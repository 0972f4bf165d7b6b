use serde_json::{json, Value};

use super::{parse, BoxFuture, LlmError, ModelProvider, Prompt};

/// Google Gemini `generateContent` adapter.
pub struct GeminiProvider {
    client: reqwest::Client,
    base_url: String,
    api_key: String,
}

impl GeminiProvider {
    pub fn new(client: reqwest::Client, base_url: impl Into<String>, api_key: impl Into<String>) -> Self {
        Self {
            client,
            base_url: base_url.into().trim_end_matches('/').to_string(),
            api_key: api_key.into(),
        }
    }

    fn url(&self, model: &str) -> String {
        format!("{}/models/{}:generateContent", self.base_url, model)
    }

    fn body(prompt: &Prompt) -> Value {
        let mut generation_config = json!({ "temperature": prompt.temperature });
        if let Some(max_tokens) = prompt.max_tokens {
            generation_config["maxOutputTokens"] = json!(max_tokens);
        }

        let mut body = json!({
            "contents": [{
                "role": "user",
                "parts": [{ "text": prompt.user }]
            }],
            "generationConfig": generation_config,
        });
        if let Some(system) = &prompt.system {
            body["systemInstruction"] = json!({ "parts": [{ "text": system }] });
        }
        body
    }

    async fn request(&self, model: &str, prompt: &Prompt) -> Result<String, LlmError> {
        let response = self
            .client
            .post(self.url(model))
            .header("x-goog-api-key", &self.api_key)
            .json(&Self::body(prompt))
            .send()
            .await
            .map_err(|e| LlmError::Network(format!("Gemini API request failed: {}", e)))?;

        let status = response.status();
        if !status.is_success() {
            let error_body = response.text().await.unwrap_or_default();
            return Err(LlmError::Http {
                status: status.as_u16(),
                message: parse::describe_error(&error_body),
            });
        }

        let body: Value = response
            .json()
            .await
            .map_err(|e| LlmError::Unparseable(format!("Failed to parse Gemini response: {}", e)))?;

        let text = body["candidates"][0]["content"]["parts"][0]["text"]
            .as_str()
            .map(str::trim)
            .filter(|t| !t.is_empty());

        match text {
            Some(text) => Ok(parse::strip_code_fences(text).to_string()),
            None => match parse::error_message(&body) {
                Some(message) => Err(LlmError::Rejected(message)),
                None => Err(LlmError::Unparseable("No text in Gemini response".to_string())),
            },
        }
    }
}

impl ModelProvider for GeminiProvider {
    fn name(&self) -> &str {
        "Gemini"
    }

    fn send<'a>(&'a self, model: &'a str, prompt: &'a Prompt) -> BoxFuture<'a, Result<String, LlmError>> {
        Box::pin(self.request(model, prompt))
    }
}

#[cfg(test)]
mod tests {
    use super::*;

    #[test]
    fn test_url_and_body() {
        let provider = GeminiProvider::new(
            reqwest::Client::new(),
            "https://generativelanguage.googleapis.com/v1beta/",
            "key",
        );
        assert_eq!(
            provider.url("gemini-2.0-flash"),
            "https://generativelanguage.googleapis.com/v1beta/models/gemini-2.0-flash:generateContent"
        );

        let prompt = Prompt {
            system: Some("system".to_string()),
            user: "user".to_string(),
            temperature: 0.3,
            max_tokens: Some(850),
        };
        let body = GeminiProvider::body(&prompt);
        assert_eq!(body["contents"][0]["parts"][0]["text"], "user");
        assert_eq!(body["generationConfig"]["maxOutputTokens"], 850);
        assert_eq!(body["systemInstruction"]["parts"][0]["text"], "system");
    }
}
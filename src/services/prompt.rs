use serde::Serialize;

use crate::services::llm::Prompt;
use crate::services::patient::{Gender, PatientInput, Profile};

pub const REPORT_TEMPERATURE: f32 = 0.3;
pub const REPORT_MAX_TOKENS: u32 = 850;
pub const SCREENING_TEMPERATURE: f32 = 0.2;

const SCREENING_SYSTEM: &str = "You are a clinical risk assistant. Output ONLY valid JSON.";
const SCREENING_KEYS: &str = "Return JSON with keys: risk_score (0-100 number), risk_level (Low|Moderate|High), \
risk_factors (array of short strings), recommendations (array of short actionable strings).";

/// Prevention report prompt for a full patient record. Fields the form did not
/// capture render as `N/A`.
pub fn report_prompt(input: &PatientInput) -> Prompt {
    let vitals = input.vitals();
    let (gender, exercise, water, pregnancy) = match input {
        PatientInput::GeneralAdult(a) => (
            a.gender.map(gender_label).unwrap_or("N/A"),
            a.exercise_days_per_week.to_string(),
            "N/A".to_string(),
            "Week N/A, First Pregnancy: N/A, History of High-Risk: N/A".to_string(),
        ),
        PatientInput::PregnantWoman(p) => (
            "female",
            "0".to_string(),
            value(p.water_intake_liters_per_day, "L"),
            format!(
                "Week {}, First Pregnancy: {}, History of High-Risk: {}",
                whole(p.gestational_age_weeks),
                yes_no(p.first_pregnancy),
                yes_no(p.history_high_risk_pregnancy)
            ),
        ),
    };
    let sleep = match input {
        PatientInput::GeneralAdult(a) => a.sleep_hours,
        PatientInput::PregnantWoman(p) => p.sleep_hours,
    };
    let stress = vitals.stress.map(|s| s.as_str()).unwrap_or("N/A");

    let user = format!(
        "As a Healthcare Prevention Specialist and Data Analyst, perform a comprehensive health audit based on the provided patient data.

### OBJECTIVE
Analyze the physiological metrics provided to determine risk levels and provide a structured clinical report. You must return your response in VALID JSON format only.

### DATA INPUTS
- Assessment Type: {assessment}
- Patient: {name} ({age} years old, {gender})
- Physicals: {height}, {weight}
- Vitals: BP {systolic}/{diastolic}, Blood Sugar: {sugar}
- Lifestyle: {sleep} sleep, {stress} stress, {exercise} days exercise/week, {water} water/day
- Pregnancy Context: {pregnancy}

### OUTPUT REQUIREMENTS
1. **JSON Format**: The entire response must be a single JSON object.
2. **Markdown Content**: The \"report\" field must contain Markdown formatting (bolding, headers, lists) for web rendering.
3. **Word Count**: The report text must be between 220 and 320 words.
4. **Required Headers**: Use exactly these headers in the report:
   - ## Clinical Summary:
   - ## Risk Interpretation:
   - ## Prevention Roadmap:

### SCHEMA
{{
  \"risk_score\": \"0-100%\",
  \"detected_risks\": [\"list\", \"of\", \"risks\"],
  \"report\": \"string (with Markdown)\",
  \"suggestions\": [\"string\", \"string\"]
}}

### RULES
- Calculate a specific Risk Score based on BMI, BP, and Sugar levels.
- Use plain language that remains clinically accurate.
- Provide 3 to 6 actionable suggestions.",
        assessment = input.assessment_type(),
        name = input.full_name().unwrap_or("N/A"),
        age = whole(input.age()),
        gender = gender,
        height = value(vitals.height, "cm"),
        weight = value(vitals.weight, "kg"),
        systolic = value(vitals.systolic, ""),
        diastolic = value(vitals.diastolic, ""),
        sugar = value(vitals.blood_sugar, ""),
        sleep = value(sleep, "h"),
        stress = stress,
        exercise = exercise,
        water = water,
        pregnancy = pregnancy,
    );

    Prompt {
        system: None,
        user,
        temperature: REPORT_TEMPERATURE,
        max_tokens: Some(REPORT_MAX_TOKENS),
    }
}

/// Short screening prompt used by the analyze endpoints. `data` is the request
/// body as received.
pub fn screening_prompt(profile: Profile, data: &impl Serialize) -> Prompt {
    let json = serde_json::to_string(data).unwrap_or_else(|_| "{}".to_string());
    let lead = match profile {
        Profile::Adult => "Assess adult health risk from this data:",
        Profile::Pregnancy => "Assess maternal health risk from this pregnancy data:",
    };

    Prompt {
        system: Some(SCREENING_SYSTEM.to_string()),
        user: format!("{}\n{}\n{}", lead, json, SCREENING_KEYS),
        temperature: SCREENING_TEMPERATURE,
        max_tokens: None,
    }
}

fn value(v: f64, unit: &str) -> String {
    if v > 0.0 {
        format!("{}{}", v, unit)
    } else {
        "N/A".to_string()
    }
}

fn whole(v: u32) -> String {
    if v > 0 {
        v.to_string()
    } else {
        "N/A".to_string()
    }
}

fn yes_no(flag: bool) -> &'static str {
    if flag {
        "yes"
    } else {
        "no"
    }
}

fn gender_label(g: Gender) -> &'static str {
    match g {
        Gender::Male => "male",
        Gender::Female => "female",
        Gender::Other => "other",
    }
}
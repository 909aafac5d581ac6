//! In-memory [`LogStore`] for development mode and tests.

use async_trait::async_trait;
use chrono::Utc;
use tokio::sync::RwLock;
use uuid::Uuid;

use super::error::Result;
use super::traits::{FindQuery, LogRecord, LogStore, NewLogEntry};

/// Process-local log storage. Contents are lost on exit.
#[derive(Default)]
pub struct MemoryLogStore {
    records: RwLock<Vec<LogRecord>>,
}

impl MemoryLogStore {
    pub fn new() -> Self {
        Self::default()
    }

    pub async fn len(&self) -> usize {
        self.records.read().await.len()
    }

    pub async fn is_empty(&self) -> bool {
        self.records.read().await.is_empty()
    }
}

#[async_trait]
impl LogStore for MemoryLogStore {
    async fn insert(&self, entry: NewLogEntry) -> Result<String> {
        entry.check()?;

        let now = Utc::now();
        let record = LogRecord {
            id: Uuid::new_v4().to_string(),
            name: entry.name,
            data: entry.data,
            created_at: now,
            updated_at: now,
        };
        let id = record.id.clone();
        self.records.write().await.push(record);
        Ok(id)
    }

    async fn find(&self, query: FindQuery) -> Result<Vec<LogRecord>> {
        let records = self.records.read().await;
        // Insertion order is creation order.
        Ok(records
            .iter()
            .rev()
            .take(query.effective_limit())
            .cloned()
            .collect())
    }

    async fn get(&self, id: &str) -> Result<Option<LogRecord>> {
        let records = self.records.read().await;
        Ok(records.iter().find(|r| r.id == id).cloned())
    }
}
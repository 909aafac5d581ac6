//! RPC listener loop.
//!
//! Accepts connections until cancelled and runs each one as its own
//! session task. Sessions handle calls strictly one at a time.

use std::io;
use std::net::SocketAddr;
use std::sync::Arc;
use std::time::Duration;

use async_trait::async_trait;
use bytes::Bytes;
use futures::{SinkExt, StreamExt};
use tokio::io::{AsyncRead, AsyncWrite};
use tokio::net::{TcpListener, TcpStream};
use tokio_util::codec::Framed;
use tokio_util::sync::CancellationToken;
use tokio_util::task::TaskTracker;
use tracing::{debug, error, info, warn};

use super::error::{RpcError, SessionError};
use super::protocol::{self, RpcRequest, RpcResponse};
use super::service::RpcService;

const ACCEPT_BACKOFF_BASE: Duration = Duration::from_millis(5);
const ACCEPT_BACKOFF_MAX: Duration = Duration::from_secs(1);
/// How long a stopping listener waits for its sessions to finish.
const SESSION_DRAIN_TIMEOUT: Duration = Duration::from_secs(5);

/// Source of inbound connections.
#[async_trait]
pub trait Acceptor: Send + 'static {
    type Io: AsyncRead + AsyncWrite + Unpin + Send + 'static;

    async fn accept(&mut self) -> io::Result<(Self::Io, SocketAddr)>;
}

#[async_trait]
impl Acceptor for TcpListener {
    type Io = TcpStream;

    async fn accept(&mut self) -> io::Result<(TcpStream, SocketAddr)> {
        TcpListener::accept(self).await
    }
}

/// Whether an accept error means the listening socket itself is unusable.
///
/// Anything not listed here (descriptor exhaustion, aborted handshakes,
/// interrupted calls, ...) is retried.
pub fn is_fatal_accept_error(err: &io::Error) -> bool {
    if err.kind() == io::ErrorKind::InvalidInput {
        return true;
    }
    matches!(
        err.raw_os_error(),
        Some(code) if code == libc::EBADF || code == libc::ENOTSOCK || code == libc::EINVAL
    )
}

/// Exponential delay between retries after transient accept errors.
#[derive(Debug, Default)]
struct AcceptBackoff {
    failures: u32,
}

impl AcceptBackoff {
    fn next_delay(&mut self) -> Duration {
        let exp = self.failures.min(16);
        self.failures = self.failures.saturating_add(1);
        ACCEPT_BACKOFF_BASE
            .saturating_mul(1u32 << exp)
            .min(ACCEPT_BACKOFF_MAX)
    }

    fn reset(&mut self) {
        self.failures = 0;
    }
}

/// A bound RPC listener.
pub struct RpcListener<A: Acceptor = TcpListener> {
    acceptor: A,
    local_addr: SocketAddr,
}

impl RpcListener<TcpListener> {
    pub async fn bind(addr: SocketAddr) -> io::Result<Self> {
        let listener = TcpListener::bind(addr).await?;
        let local_addr = listener.local_addr()?;
        info!(addr = %local_addr, "RPC listener bound");
        Ok(Self {
            acceptor: listener,
            local_addr,
        })
    }
}

impl<A: Acceptor> RpcListener<A> {
    pub fn from_acceptor(acceptor: A, local_addr: SocketAddr) -> Self {
        Self {
            acceptor,
            local_addr,
        }
    }

    pub fn local_addr(&self) -> SocketAddr {
        self.local_addr
    }

    /// Accept connections until `cancel` fires or the listener fails.
    ///
    /// Each session gets a child of `cancel`; on return every session has
    /// been told to stop and given [`SESSION_DRAIN_TIMEOUT`] to do so.
    pub async fn serve(
        mut self,
        service: Arc<RpcService>,
        cancel: CancellationToken,
    ) -> Result<(), RpcError> {
        info!(addr = %self.local_addr, "Starting RPC server");

        let tracker = TaskTracker::new();
        let mut backoff = AcceptBackoff::default();

        let result = loop {
            let accepted = tokio::select! {
                _ = cancel.cancelled() => break Ok(()),
                accepted = self.acceptor.accept() => accepted,
            };

            match accepted {
                Ok((io, peer)) => {
                    backoff.reset();
                    let service = Arc::clone(&service);
                    let session_cancel = cancel.child_token();
                    tracker.spawn(async move {
                        debug!(%peer, "RPC session opened");
                        match serve_session(io, service, session_cancel).await {
                            Ok(calls) => debug!(%peer, calls, "RPC session closed"),
                            Err(e) => warn!(%peer, error = %e, "RPC session terminated"),
                        }
                    });
                }
                Err(e) if is_fatal_accept_error(&e) => {
                    error!(error = %e, "RPC listener failed");
                    break Err(RpcError::Listener(e));
                }
                Err(e) => {
                    let delay = backoff.next_delay();
                    warn!(error = %e, ?delay, "RPC accept failed, retrying");
                    tokio::select! {
                        _ = cancel.cancelled() => break Ok(()),
                        _ = tokio::time::sleep(delay) => {}
                    }
                }
            }
        };

        cancel.cancel();
        tracker.close();
        if tokio::time::timeout(SESSION_DRAIN_TIMEOUT, tracker.wait())
            .await
            .is_err()
        {
            warn!(remaining = tracker.len(), "RPC sessions did not finish in time");
        }

        info!(addr = %self.local_addr, "RPC server stopped");
        result
    }
}

/// Serve calls on one connection until the peer hangs up or `cancel` fires.
///
/// Returns the number of calls answered.
async fn serve_session<S>(
    io: S,
    service: Arc<RpcService>,
    cancel: CancellationToken,
) -> Result<u64, SessionError>
where
    S: AsyncRead + AsyncWrite + Unpin,
{
    let mut framed = Framed::new(io, protocol::codec());
    let mut calls = 0u64;

    loop {
        let frame = tokio::select! {
            _ = cancel.cancelled() => break,
            frame = framed.next() => frame,
        };
        let Some(frame) = frame else {
            break;
        };

        let request: RpcRequest = protocol::decode(&frame?).map_err(SessionError::Decode)?;

        // A peer that stops reading must not hold the session past cancellation.
        let answered = async {
            let response = service.handle(request).await;
            framed.send(encode_response(response)?).await?;
            Ok::<_, SessionError>(())
        };
        tokio::select! {
            _ = cancel.cancelled() => break,
            answered = answered => answered?,
        }
        calls += 1;
    }

    Ok(calls)
}

/// Encode a response, replacing it with an error response if it cannot be framed.
fn encode_response(response: RpcResponse) -> Result<Bytes, SessionError> {
    match protocol::encode(&response) {
        Ok(bytes) => Ok(bytes),
        Err(e) => {
            warn!(seq = response.seq, error = %e, "RPC response could not be encoded");
            let fallback =
                RpcResponse::error(response.seq, format!("rpc: failed to encode reply: {e}"));
            protocol::encode(&fallback).map_err(SessionError::Encode)
        }
    }
}
//! Storage layer for log records.
//!
//! ```text
//! rest handlers ─┐
//!                ├─→ Arc<dyn LogStore> ─→ Models ─→ ConnectionHandle (one per process)
//! rpc sessions ──┘                    └─→ MemoryLogStore (--dev)
//! ```
//!
//! Transports only see [`LogStore`], [`LogRecord`] and [`PersistenceError`];
//! driver types stay inside this module.

pub mod connector;
mod error;
mod memory;
mod mongo;
mod traits;

pub use connector::{ConnectionHandle, ReleaseOutcome, connect};
pub use error::{ConnectionError, PersistenceError, Result};
pub use memory::MemoryLogStore;
pub use mongo::Models;
pub use traits::{
    DEFAULT_FIND_LIMIT, FindQuery, LogRecord, LogStore, MAX_FIND_LIMIT, NewLogEntry,
};
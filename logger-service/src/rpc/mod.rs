//! Binary RPC transport: listener loop, per-connection sessions and a client.

mod client;
mod error;
pub mod protocol;
mod server;
mod service;

pub use client::RpcClient;
pub use error::{CallError, RpcError, SessionError};
pub use server::{Acceptor, RpcListener, is_fatal_accept_error};
pub use service::RpcService;
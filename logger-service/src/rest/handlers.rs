use axum::{
    Json,
    extract::{Path, Query, State},
    http::StatusCode,
    response::IntoResponse,
};
use serde::{Deserialize, Serialize};
use std::sync::Arc;
use tracing::debug;
use utoipa::ToSchema;

use crate::store::{FindQuery, LogRecord, LogStore, NewLogEntry, PersistenceError};

/// Shared application state
pub struct AppState {
    pub store: Arc<dyn LogStore>,
}

/// API error response
#[derive(Serialize, ToSchema)]
pub struct ApiError {
    pub error: String,
    pub code: u32,
}

impl IntoResponse for ApiError {
    fn into_response(self) -> axum::response::Response {
        let status = match self.code {
            404 => StatusCode::NOT_FOUND,
            400 => StatusCode::BAD_REQUEST,
            503 => StatusCode::SERVICE_UNAVAILABLE,
            _ => StatusCode::INTERNAL_SERVER_ERROR,
        };
        (status, Json(self)).into_response()
    }
}

impl From<PersistenceError> for ApiError {
    fn from(e: PersistenceError) -> Self {
        match e {
            PersistenceError::InvalidArgument(msg) => ApiError {
                error: msg,
                code: 400,
            },
            PersistenceError::NotFound(msg) => ApiError {
                error: msg,
                code: 404,
            },
            PersistenceError::Backend(msg) => ApiError {
                error: msg,
                code: 503, // Store unreachable or failing
            },
        }
    }
}

/// Version information
#[derive(Serialize, ToSchema)]
pub struct VersionInfo {
    pub version: String,
}

/// Get service version
#[utoipa::path(
    get,
    path = "/v1/version",
    responses(
        (status = 200, description = "Service version", body = VersionInfo)
    ),
    tag = "system"
)]
pub async fn get_version() -> Json<VersionInfo> {
    Json(VersionInfo {
        version: env!("CARGO_PKG_VERSION").to_string(),
    })
}

/// Liveness heartbeat
#[utoipa::path(
    get,
    path = "/ping",
    responses(
        (status = 200, description = "Service is up", body = String)
    ),
    tag = "system"
)]
pub async fn heartbeat() -> &'static str {
    "."
}

/// Request to write a log entry
#[derive(Deserialize, ToSchema)]
pub struct WriteLogRequest {
    /// Producer-chosen category
    pub name: String,
    /// Free-form payload
    #[serde(default)]
    pub data: String,
}

/// Acknowledgement for a written log entry
#[derive(Serialize, ToSchema)]
pub struct WriteLogResponse {
    pub error: bool,
    pub message: String,
    pub id: String,
}

/// Write a log entry
#[utoipa::path(
    post,
    path = "/log",
    request_body = WriteLogRequest,
    responses(
        (status = 202, description = "Entry persisted", body = WriteLogResponse),
        (status = 400, description = "Invalid entry", body = ApiError),
        (status = 503, description = "Store unavailable", body = ApiError)
    ),
    tag = "logs"
)]
pub async fn write_log(
    State(state): State<Arc<AppState>>,
    Json(req): Json<WriteLogRequest>,
) -> Result<(StatusCode, Json<WriteLogResponse>), ApiError> {
    let id = state
        .store
        .insert(NewLogEntry {
            name: req.name,
            data: req.data,
        })
        .await?;
    debug!(id = %id, "Log entry written via HTTP");

    Ok((
        StatusCode::ACCEPTED,
        Json(WriteLogResponse {
            error: false,
            message: "logged".to_string(),
            id,
        }),
    ))
}

/// A persisted log entry
#[derive(Serialize, ToSchema)]
pub struct LogEntryView {
    pub id: String,
    pub name: String,
    pub data: String,
    pub created_at: String,
    pub updated_at: String,
}

impl From<LogRecord> for LogEntryView {
    fn from(record: LogRecord) -> Self {
        Self {
            id: record.id,
            name: record.name,
            data: record.data,
            created_at: record.created_at.to_rfc3339(),
            updated_at: record.updated_at.to_rfc3339(),
        }
    }
}

/// Query parameters for listing logs
#[derive(Deserialize, ToSchema)]
pub struct ListLogsQuery {
    /// Maximum number of entries (default 100, max 1000)
    pub limit: Option<u32>,
}

/// Response wrapper for logs
#[derive(Serialize, ToSchema)]
pub struct LogsResponse {
    pub logs: Vec<LogEntryView>,
}

/// List the most recent log entries
#[utoipa::path(
    get,
    path = "/v1/logs",
    params(
        ("limit" = Option<u32>, Query, description = "Maximum number of entries (default 100, max 1000)")
    ),
    responses(
        (status = 200, description = "Most recent entries first", body = LogsResponse),
        (status = 503, description = "Store unavailable", body = ApiError)
    ),
    tag = "logs"
)]
pub async fn list_logs(
    State(state): State<Arc<AppState>>,
    Query(query): Query<ListLogsQuery>,
) -> Result<Json<LogsResponse>, ApiError> {
    let records = state.store.find(FindQuery { limit: query.limit }).await?;
    Ok(Json(LogsResponse {
        logs: records.into_iter().map(Into::into).collect(),
    }))
}

/// Get a log entry by ID
#[utoipa::path(
    get,
    path = "/v1/logs/{id}",
    params(
        ("id" = String, Path, description = "Log entry ID")
    ),
    responses(
        (status = 200, description = "Log entry", body = LogEntryView),
        (status = 400, description = "Malformed ID", body = ApiError),
        (status = 404, description = "Not found", body = ApiError)
    ),
    tag = "logs"
)]
pub async fn get_log(
    State(state): State<Arc<AppState>>,
    Path(id): Path<String>,
) -> Result<Json<LogEntryView>, ApiError> {
    state
        .store
        .get(&id)
        .await?
        .map(|record| Json(record.into()))
        .ok_or_else(|| ApiError {
            error: format!("Log entry {} not found", id),
            code: 404,
        })
}
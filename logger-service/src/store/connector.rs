//! Store connector.
//!
//! Opens the single MongoDB client used by the process and proves it live
//! with a `ping` before handing it out.

use std::sync::atomic::{AtomicBool, Ordering};
use std::time::Duration;

use mongodb::bson::doc;
use mongodb::error::ErrorKind;
use mongodb::options::ClientOptions;
use mongodb::{Client, Database};
use tokio::time::{Instant, timeout, timeout_at};
use tracing::{debug, info, warn};

use super::error::ConnectionError;
use crate::config::StoreConfig;

const APP_NAME: &str = "logger-service";

/// Server error codes that mean the credentials were refused.
const AUTH_FAILURE_CODES: &[i32] = &[13, 18];

/// Outcome of [`ConnectionHandle::release`].
#[derive(Debug, Clone, Copy, PartialEq, Eq)]
pub enum ReleaseOutcome {
    Released,
    AlreadyClosed,
}

/// A live, validated connection to the document store.
///
/// The driver client pools connections internally, so one handle serves
/// every transport in the process.
pub struct ConnectionHandle {
    client: Client,
    database: String,
    endpoint: String,
    server_selection_timeout: Duration,
    released: AtomicBool,
}

impl ConnectionHandle {
    fn new(client: Client, config: &StoreConfig) -> Self {
        Self {
            client,
            database: config.database.clone(),
            endpoint: config.endpoint.clone(),
            server_selection_timeout: config.server_selection_timeout,
            released: AtomicBool::new(false),
        }
    }

    pub fn endpoint(&self) -> &str {
        &self.endpoint
    }

    pub fn server_selection_timeout(&self) -> Duration {
        self.server_selection_timeout
    }

    pub fn is_released(&self) -> bool {
        self.released.load(Ordering::SeqCst)
    }

    /// Logical database all collections live in.
    pub(crate) fn database(&self) -> Database {
        self.client.database(&self.database)
    }

    /// Round-trip liveness probe.
    pub async fn ping(&self) -> Result<(), ConnectionError> {
        self.database()
            .run_command(doc! { "ping": 1 })
            .await
            .map(|_| ())
            .map_err(classify)
    }

    /// Shut the client down, waiting at most `deadline`.
    ///
    /// Only the first call does any work; later calls report
    /// [`ReleaseOutcome::AlreadyClosed`].
    pub async fn release(&self, deadline: Duration) -> Result<ReleaseOutcome, ConnectionError> {
        if self.released.swap(true, Ordering::SeqCst) {
            debug!(endpoint = %self.endpoint, "Store connection already released");
            return Ok(ReleaseOutcome::AlreadyClosed);
        }

        let client = self.client.clone();
        match timeout(deadline, async move { client.shutdown().await }).await {
            Ok(()) => {
                info!(endpoint = %self.endpoint, "Store connection released");
                Ok(ReleaseOutcome::Released)
            }
            Err(_) => {
                warn!(endpoint = %self.endpoint, ?deadline, "Store connection release timed out");
                Err(ConnectionError::Timeout {
                    operation: "release",
                    after: deadline,
                })
            }
        }
    }
}

/// Connect to the store and verify it answers a ping.
///
/// Makes exactly one attempt. Both steps share a deadline of
/// `connect_timeout + server_selection_timeout`.
pub async fn connect(config: &StoreConfig) -> Result<ConnectionHandle, ConnectionError> {
    let budget = config.connect_deadline();
    let deadline = Instant::now() + budget;
    let uri = config.uri();

    info!(uri = %config.redacted_uri(), "Connecting to document store");

    let mut options = timeout_at(deadline, async { ClientOptions::parse(uri.as_str()).await })
        .await
        .map_err(|_| ConnectionError::Timeout {
            operation: "connect",
            after: budget,
        })?
        .map_err(classify)?;

    options.app_name = Some(APP_NAME.to_string());
    options.connect_timeout = Some(config.connect_timeout);
    options.server_selection_timeout = Some(config.server_selection_timeout);

    let client = Client::with_options(options).map_err(classify)?;
    let handle = ConnectionHandle::new(client, config);

    match timeout_at(deadline, handle.ping()).await {
        Ok(Ok(())) => {}
        Ok(Err(e)) => {
            warn!(error = %e, "Document store liveness probe failed");
            return Err(e);
        }
        Err(_) => {
            warn!(?budget, "Document store liveness probe timed out");
            return Err(ConnectionError::Timeout {
                operation: "ping",
                after: budget,
            });
        }
    }

    info!(endpoint = %config.endpoint, "Connected to document store");
    Ok(handle)
}

fn classify(err: mongodb::error::Error) -> ConnectionError {
    let message = err.to_string();
    match err.kind.as_ref() {
        ErrorKind::Authentication { .. } => ConnectionError::Unauthenticated(message),
        ErrorKind::Command(command) if AUTH_FAILURE_CODES.contains(&command.code) => {
            ConnectionError::Unauthenticated(message)
        }
        ErrorKind::InvalidArgument { .. } => ConnectionError::InvalidOptions(message),
        _ => ConnectionError::Unreachable(message),
    }
}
┄┄┄┄┄┄
▸ WORK TO COMPLETE
Please find every line in the records that contains the word "driver", and copy it out.

▸ OUTPUT FOR THIS TASK
//! driver types stay inside this module.
/// The driver client pools connections internally, so one handle serves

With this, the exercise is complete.